**TRY IT:**
Please copy out every line in the records below that includes the word "targetRelayerFee".

**MATERIAL PROVIDED:**

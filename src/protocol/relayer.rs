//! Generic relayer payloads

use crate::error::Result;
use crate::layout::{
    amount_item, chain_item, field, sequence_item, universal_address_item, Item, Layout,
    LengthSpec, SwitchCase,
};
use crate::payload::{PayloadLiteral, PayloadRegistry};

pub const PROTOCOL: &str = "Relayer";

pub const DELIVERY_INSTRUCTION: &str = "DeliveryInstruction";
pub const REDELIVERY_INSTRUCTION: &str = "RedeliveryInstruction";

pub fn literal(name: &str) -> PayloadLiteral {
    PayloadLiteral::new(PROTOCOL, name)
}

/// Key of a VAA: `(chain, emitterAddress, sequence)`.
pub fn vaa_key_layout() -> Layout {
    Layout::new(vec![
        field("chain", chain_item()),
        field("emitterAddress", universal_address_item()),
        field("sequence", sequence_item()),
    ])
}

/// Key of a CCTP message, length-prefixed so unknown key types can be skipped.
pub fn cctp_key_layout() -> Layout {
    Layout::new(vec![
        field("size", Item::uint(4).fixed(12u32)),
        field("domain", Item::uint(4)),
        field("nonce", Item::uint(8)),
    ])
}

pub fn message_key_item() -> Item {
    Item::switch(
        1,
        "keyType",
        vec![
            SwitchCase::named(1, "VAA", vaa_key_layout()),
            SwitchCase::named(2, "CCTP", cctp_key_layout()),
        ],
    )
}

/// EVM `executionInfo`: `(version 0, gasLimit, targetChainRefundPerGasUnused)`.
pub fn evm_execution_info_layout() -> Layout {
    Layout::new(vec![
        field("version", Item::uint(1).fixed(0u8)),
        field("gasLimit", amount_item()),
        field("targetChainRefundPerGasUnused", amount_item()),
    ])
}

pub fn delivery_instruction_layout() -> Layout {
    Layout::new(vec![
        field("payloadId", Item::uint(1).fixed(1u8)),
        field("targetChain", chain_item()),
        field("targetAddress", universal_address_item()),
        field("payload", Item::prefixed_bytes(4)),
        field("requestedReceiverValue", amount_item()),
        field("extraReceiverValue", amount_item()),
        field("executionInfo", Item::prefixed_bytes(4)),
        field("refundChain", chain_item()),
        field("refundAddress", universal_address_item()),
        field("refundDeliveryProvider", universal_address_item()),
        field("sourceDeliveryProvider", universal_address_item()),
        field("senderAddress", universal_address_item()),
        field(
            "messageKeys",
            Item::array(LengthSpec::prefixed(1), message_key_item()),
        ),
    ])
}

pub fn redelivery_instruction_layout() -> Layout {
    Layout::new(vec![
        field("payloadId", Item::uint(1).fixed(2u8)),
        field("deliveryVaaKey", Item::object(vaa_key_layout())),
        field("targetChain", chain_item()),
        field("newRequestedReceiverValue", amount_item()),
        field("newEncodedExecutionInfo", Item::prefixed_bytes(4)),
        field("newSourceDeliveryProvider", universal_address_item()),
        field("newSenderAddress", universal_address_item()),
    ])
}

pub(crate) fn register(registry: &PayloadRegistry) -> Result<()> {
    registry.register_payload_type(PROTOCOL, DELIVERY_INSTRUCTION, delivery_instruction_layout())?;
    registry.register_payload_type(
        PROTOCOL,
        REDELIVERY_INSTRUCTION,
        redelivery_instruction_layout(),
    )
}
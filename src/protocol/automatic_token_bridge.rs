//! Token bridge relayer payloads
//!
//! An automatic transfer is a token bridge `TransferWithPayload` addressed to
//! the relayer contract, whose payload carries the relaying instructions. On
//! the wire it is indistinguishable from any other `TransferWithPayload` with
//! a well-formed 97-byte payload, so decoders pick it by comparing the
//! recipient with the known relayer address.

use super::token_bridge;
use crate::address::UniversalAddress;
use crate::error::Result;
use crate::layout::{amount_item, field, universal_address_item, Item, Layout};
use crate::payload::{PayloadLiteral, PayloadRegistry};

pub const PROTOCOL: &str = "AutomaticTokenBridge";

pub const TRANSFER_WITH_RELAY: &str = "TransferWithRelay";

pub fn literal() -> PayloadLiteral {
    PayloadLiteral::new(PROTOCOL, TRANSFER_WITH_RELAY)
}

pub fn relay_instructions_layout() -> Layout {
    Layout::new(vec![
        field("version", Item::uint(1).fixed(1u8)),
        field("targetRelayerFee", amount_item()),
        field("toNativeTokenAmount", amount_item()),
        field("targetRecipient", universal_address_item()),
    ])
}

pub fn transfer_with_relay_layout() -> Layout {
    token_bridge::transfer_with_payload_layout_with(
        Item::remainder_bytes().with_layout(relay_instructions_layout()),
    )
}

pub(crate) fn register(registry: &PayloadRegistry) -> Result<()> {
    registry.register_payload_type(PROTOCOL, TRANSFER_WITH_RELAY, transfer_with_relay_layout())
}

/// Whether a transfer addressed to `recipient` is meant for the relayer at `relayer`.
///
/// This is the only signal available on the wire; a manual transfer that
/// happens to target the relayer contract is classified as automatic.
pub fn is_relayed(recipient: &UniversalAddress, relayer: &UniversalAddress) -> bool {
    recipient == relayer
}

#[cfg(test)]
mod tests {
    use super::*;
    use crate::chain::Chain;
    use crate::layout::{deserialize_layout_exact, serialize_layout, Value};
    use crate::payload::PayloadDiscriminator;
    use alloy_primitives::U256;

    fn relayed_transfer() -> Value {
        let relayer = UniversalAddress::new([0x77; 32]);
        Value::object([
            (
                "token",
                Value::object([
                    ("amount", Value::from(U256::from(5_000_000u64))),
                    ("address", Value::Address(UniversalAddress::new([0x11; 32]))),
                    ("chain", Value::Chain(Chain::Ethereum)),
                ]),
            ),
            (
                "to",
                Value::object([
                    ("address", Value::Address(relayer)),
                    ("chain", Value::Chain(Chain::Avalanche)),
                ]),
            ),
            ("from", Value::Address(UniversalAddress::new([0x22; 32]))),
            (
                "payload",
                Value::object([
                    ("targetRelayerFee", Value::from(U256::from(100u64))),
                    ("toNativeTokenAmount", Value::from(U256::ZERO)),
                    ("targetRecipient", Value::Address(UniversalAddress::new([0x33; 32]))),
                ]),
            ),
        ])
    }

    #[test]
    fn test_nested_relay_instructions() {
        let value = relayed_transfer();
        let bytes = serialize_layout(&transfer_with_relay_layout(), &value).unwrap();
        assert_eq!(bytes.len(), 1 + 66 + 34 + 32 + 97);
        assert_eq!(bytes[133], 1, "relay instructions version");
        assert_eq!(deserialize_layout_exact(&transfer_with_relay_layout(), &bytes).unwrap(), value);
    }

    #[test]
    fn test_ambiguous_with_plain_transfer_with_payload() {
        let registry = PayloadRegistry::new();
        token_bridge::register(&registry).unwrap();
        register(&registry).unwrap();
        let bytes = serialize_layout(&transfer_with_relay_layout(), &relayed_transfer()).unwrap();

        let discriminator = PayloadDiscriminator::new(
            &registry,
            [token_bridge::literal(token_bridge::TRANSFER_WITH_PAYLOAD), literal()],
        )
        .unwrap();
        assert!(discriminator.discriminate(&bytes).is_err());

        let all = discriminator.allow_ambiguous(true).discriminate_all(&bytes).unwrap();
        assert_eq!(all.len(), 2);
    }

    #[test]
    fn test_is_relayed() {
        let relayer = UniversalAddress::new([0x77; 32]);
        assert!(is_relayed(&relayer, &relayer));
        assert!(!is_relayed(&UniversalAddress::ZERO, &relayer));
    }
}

**TASK OUTPUT:**
        field("targetRelayerFee", amount_item()),
                    ("targetRelayerFee", Value::from(U256::from(100u64))),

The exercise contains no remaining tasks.